use crate::error::{ErrorResponse, HttpAppError};
use crate::services::{ExtendedItem, UploadService};
use crate::state::AppState;
use crate::utils::multipart::FormFields;
use axum::{
    extract::{multipart::MultipartRejection, Multipart, State},
    Json,
};
use std::sync::Arc;
use textcast_core::models::{ExtendedUploadOutcome, UPLOAD_ERROR};
use textcast_core::AppError;

/// Upload a batch of narrated items.
///
/// Each item needs `text[i]` and `description[i]`; `thumbnail[i]` and
/// `media[i]` are optional. The description is narrated and stored as audio.
#[utoipa::path(
    post,
    path = "/upload_extended",
    tag = "uploads",
    request_body(
        content = inline(Object),
        content_type = "multipart/form-data",
        description = "Repeated `text[]`, `description[]`, `thumbnail[]` and `media[]` fields, matched by position"
    ),
    responses(
        (status = 200, description = "Per-item outcomes", body = [ExtendedUploadOutcome]),
        (status = 400, description = "Malformed form or no valid item", body = ErrorResponse),
        (status = 500, description = "Error processing the upload", body = ErrorResponse)
    )
)]
#[tracing::instrument(skip(state, multipart), fields(operation = "upload_extended"))]
pub async fn upload_extended(
    State(state): State<Arc<AppState>>,
    multipart: Result<Multipart, MultipartRejection>,
) -> Result<Json<Vec<ExtendedUploadOutcome>>, HttpAppError> {
    let fields = FormFields::collect(multipart?).await?;
    let texts = fields.texts("text");
    let descriptions = fields.texts("description");
    let items = ExtendedItem::align(
        &texts,
        &descriptions,
        fields.parts("thumbnail"),
        fields.parts("media"),
    );

    tracing::debug!(items = items.len(), "Extended upload batch received");

    match UploadService::new(&state).upload_extended(&items).await {
        Ok(outcomes) => Ok(Json(outcomes)),
        Err(e @ (AppError::InvalidInput(_) | AppError::BadRequest(_))) => Err(e.into()),
        Err(e) => Err(HttpAppError::from(e).context(UPLOAD_ERROR)),
    }
}
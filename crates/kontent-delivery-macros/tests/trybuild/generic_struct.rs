//! This should fail: a generic struct has no single binding table

use kontent_delivery_macros::ContentShape;

#[derive(ContentShape)]
struct Wrapper<T> {
    inner: T,
}

fn main() {}
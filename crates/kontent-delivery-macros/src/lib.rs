//! Procedural macros for kontent-delivery
//!
//! This crate provides one macro:
//! - `#[derive(ContentShape)]` - Build the static field-binding table of a
//!   projection target shape

use proc_macro::TokenStream;

mod content_shape;

/// Derive macro for projection target shapes.
///
/// Generates a `ContentShape` impl whose `bindings()` table is built once, on
/// first use. The struct must also implement `Default`.
///
/// # Attributes
///
/// - `#[kontent(content_type = "...")]` (struct) - Content-type tag the shape declares
/// - `#[kontent(element = "...")]` - Bind to this element codename first
/// - `#[kontent(linked_item = "...")]` - Bind to this linked item (or linked-items
///   element, for collections) first
/// - `#[kontent(read_only)]` - Field has no write accessor; never assigned
/// - `#[kontent(skip)]` - Leave the field out of the table
/// - `#[kontent(value)]` / `#[kontent(shape)]` - Override the inferred slot kind
///
/// # Slot inference
///
/// | Field type                                   | Slot                        |
/// |----------------------------------------------|-----------------------------|
/// | `System`                                     | system block                |
/// | `String`, `Decimal`, `f64`, `DateTime<Utc>`, `RichTextElement`, `Element` | element value |
/// | `Vec<String>`, `Vec<Asset>`, `Vec<Taxonomy>`, `Vec<MultipleChoiceOption>` | element value |
/// | `ContentItem` / `DynamicItem`                | one linked item             |
/// | `Vec<..>` / `KeyedMap<..>` of items          | linked-item collection      |
/// | any other type                               | one linked item of that shape |
///
/// `Option<X>` is inferred from `X` and assigned `Some(value)`.
///
/// # Example
///
/// ```ignore
/// #[derive(Debug, Default, ContentShape)]
/// #[kontent(content_type = "article")]
/// pub struct Article {
///     pub system: System,
///     #[kontent(element = "title")]
///     pub headline: String,
///     pub post_date: Option<DateTime<Utc>>,
///     pub related_articles: Vec<Article>,
/// }
/// ```
#[proc_macro_derive(ContentShape, attributes(kontent))]
pub fn derive_content_shape(input: TokenStream) -> TokenStream {
    content_shape::derive_content_shape_impl(input)
}
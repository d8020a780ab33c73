//! Kontent Delivery - content graph resolution for a headless-CMS delivery SDK.
//!
//! Takes the decoded graph of a delivery response (root items plus the closure
//! of linked items they reference) and derives:
//! - rich text with link and embedded-item markers resolved to final text
//! - caller-defined, strongly-typed shapes populated from generic items
//!
//! Both tolerate cyclic graphs (A embeds B, B embeds A).
//!
//! # Architecture
//!
//! ```text
//! DeliveryEngine
//! ├── TypeRegistry          content-type tag <-> ContentShape, inline resolvers
//! ├── Projector             ContentItem -> T via T::bindings()
//! └── RichTextResolver      link pass -> embedded pass -> text resolvers
//!         └── renders embedded items via inline resolver | template | default
//!
//! ContentGraph
//! ├── roots: [ContentItem]
//! └── linked_items: KeyedMap<codename -> ContentItem>
//! ```
//!
//! # Example
//!
//! ```
//! use kontent_delivery::{ContentItemResponse, DeliveryEngine};
//!
//! let json = r#"{
//!   "item": {
//!     "system": { "codename": "home", "type": "home" },
//!     "elements": {
//!       "body": {
//!         "type": "rich_text",
//!         "value": "<p><object type=\"application/kenticocloud\" data-type=\"item\" data-codename=\"tweet\"></object></p>",
//!         "modular_content": ["tweet"]
//!       }
//!     }
//!   },
//!   "modular_content": {
//!     "tweet": {
//!       "system": { "codename": "tweet", "type": "tweet" },
//!       "elements": { "text": { "type": "text", "value": "Fresh beans" } }
//!     }
//!   }
//! }"#;
//!
//! let response: ContentItemResponse = serde_json::from_str(json).unwrap();
//! let graph = response.into_graph();
//!
//! let mut engine = DeliveryEngine::new();
//! engine.register_default_inline_resolver(|item| {
//!     format!("<q>{}</q>", item.text_value("text").unwrap_or_default())
//! });
//!
//! let body = graph.root().unwrap().element("body").unwrap();
//! let html = engine.resolve_rich_text(&graph, body).unwrap();
//! assert_eq!(html.as_deref(), Some("<p><q>Fresh beans</q></p>"));
//! ```

// Lets `#[derive(ContentShape)]` expand to `::kontent_delivery::..` paths
// inside this crate too.
extern crate self as kontent_delivery;

pub mod config;
pub mod engine;
pub mod error;
pub mod model;
pub mod projection;
pub mod registry;
pub mod rich_text;

pub use config::ResolverConfig;
pub use engine::DeliveryEngine;
pub use error::{DeliveryError, Result};
pub use kontent_delivery_macros::ContentShape;
pub use model::{
    Asset, ClosureView, ContentGraph, ContentItem, ContentItemResponse,
    ContentItemsListingResponse, Element, ElementValue, KeyedMap, Link, Pagination,
    RichTextElement, System,
};
pub use projection::{ContentShape, DynamicItem, FieldBinding, FromElement, Projector};
pub use registry::{ShapeDescriptor, TypeRegistry};
pub use rich_text::template::{HandlebarsTemplateResolver, TemplateModel, TemplateResolver};
pub use rich_text::{DefaultInlinePolicy, RichTextResolver};
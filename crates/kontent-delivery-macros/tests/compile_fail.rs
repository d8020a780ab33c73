//! Inputs #[derive(ContentShape)] rejects at compile time.

#[test]
fn test_rejected_inputs() {
    let cases = trybuild::TestCases::new();
    cases.compile_fail("tests/trybuild/*.rs");
}
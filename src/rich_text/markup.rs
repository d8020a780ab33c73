//! Inline markup grammar of rich-text values.
//!
//! ```text
//! link marker      <a data-item-id="{link id}" href="">..</a>
//! embedded item    <object type="application/kenticocloud" data-type="item"
//!                          data-rel="component" data-codename="{codename}"></object>
//! ```

use regex::Regex;
use std::sync::LazyLock;

/// Opening tag of a link marker; `id` is the link-map key.
pub(crate) static LINK_RE: LazyLock<Regex> =
    LazyLock::new(|| Regex::new(r#"<a[^>]+?data-item-id="(?P<id>[^"]+)"[^>]*>"#).unwrap());

/// Complete embedded-item marker; `attrs` holds its data attributes.
pub(crate) static EMBEDDED_RE: LazyLock<Regex> = LazyLock::new(|| {
    Regex::new(r#"<object type="application/kenticocloud" (?P<attrs>[^>]+)></object>"#).unwrap()
});

static DATA_ATTRIBUTE_RE: LazyLock<Regex> =
    LazyLock::new(|| Regex::new(r#"(data-\w+)="(\w+)""#).unwrap());

/// Data attributes of an embedded-item marker.
#[derive(Debug, Clone, Default, PartialEq, Eq)]
pub struct EmbeddedMarker {
    pub data_type: Option<String>,
    pub rel: Option<String>,
    pub codename: Option<String>,
}

impl EmbeddedMarker {
    /// Parse the attribute section of a marker. Unknown attributes are ignored.
    pub fn parse(attrs: &str) -> Self {
        let mut marker = Self::default();
        for caps in DATA_ATTRIBUTE_RE.captures_iter(attrs) {
            let value = Some(caps[2].to_string());
            match &caps[1] {
                "data-type" => marker.data_type = value,
                "data-rel" => marker.rel = value,
                "data-codename" => marker.codename = value,
                _ => {}
            }
        }
        marker
    }
}

/// Escape a URL for an attribute value. Markup-significant and non-ASCII
/// characters become numeric character references.
pub fn escape_href(url: &str) -> String {
    let mut out = String::with_capacity(url.len());
    for c in url.chars() {
        match c {
            '"' | '&' | '<' | '>' | '\'' => out.push_str(&format!("&#{};", c as u32)),
            c if !c.is_ascii() => out.push_str(&format!("&#{};", c as u32)),
            c => out.push(c),
        }
    }
    out
}

/// Fill the empty `href` slot of a link marker's opening tag.
pub(crate) fn splice_href(marker: &str, url: &str) -> String {
    marker.replacen(r#"href="""#, &format!(r#"href="{}""#, escape_href(url)), 1)
}

#[cfg(test)]
mod tests {
    use super::*;

    #[test]
    fn test_parse_embedded_marker() {
        let text = r#"<p><object type="application/kenticocloud" data-type="item" data-rel="component" data-codename="tweet_1"></object></p>"#;
        let caps = EMBEDDED_RE.captures(text).unwrap();
        let marker = EmbeddedMarker::parse(&caps["attrs"]);
        assert_eq!(marker.codename.as_deref(), Some("tweet_1"));
        assert_eq!(marker.data_type.as_deref(), Some("item"));
        assert_eq!(marker.rel.as_deref(), Some("component"));
    }

    #[test]
    fn test_link_marker_captures_id() {
        let text = r#"Read <a data-item-id="65f05f9a" href="">this</a>."#;
        let caps = LINK_RE.captures(text).unwrap();
        assert_eq!(&caps["id"], "65f05f9a");
        assert_eq!(&caps[0], r#"<a data-item-id="65f05f9a" href="">"#);
    }

    #[test]
    fn test_escape_href() {
        assert_eq!(escape_href("/articles/on-roasts"), "/articles/on-roasts");
        assert_eq!(escape_href(r#"/a?x=1&y="2""#), "/a?x=1&#38;y=&#34;2&#34;");
        assert_eq!(escape_href("/<b>'"), "/&#60;b&#62;&#39;");
        assert_eq!(escape_href("/caf\u{e9}"), "/caf&#233;");
    }

    #[test]
    fn test_splice_href_only_fills_empty_slot() {
        assert_eq!(
            splice_href(r#"<a data-item-id="x" href="">"#, "/coffee"),
            r#"<a data-item-id="x" href="/coffee">"#
        );
        assert_eq!(
            splice_href(r#"<a data-item-id="x" href="/kept">"#, "/coffee"),
            r#"<a data-item-id="x" href="/kept">"#
        );
    }
}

* * * * * * *

→ Task requirements
Pull every line containing "shapes" from the material above.

→ Written response
/// Derive macro for projection target shapes.
//! - caller-defined, strongly-typed shapes populated from generic items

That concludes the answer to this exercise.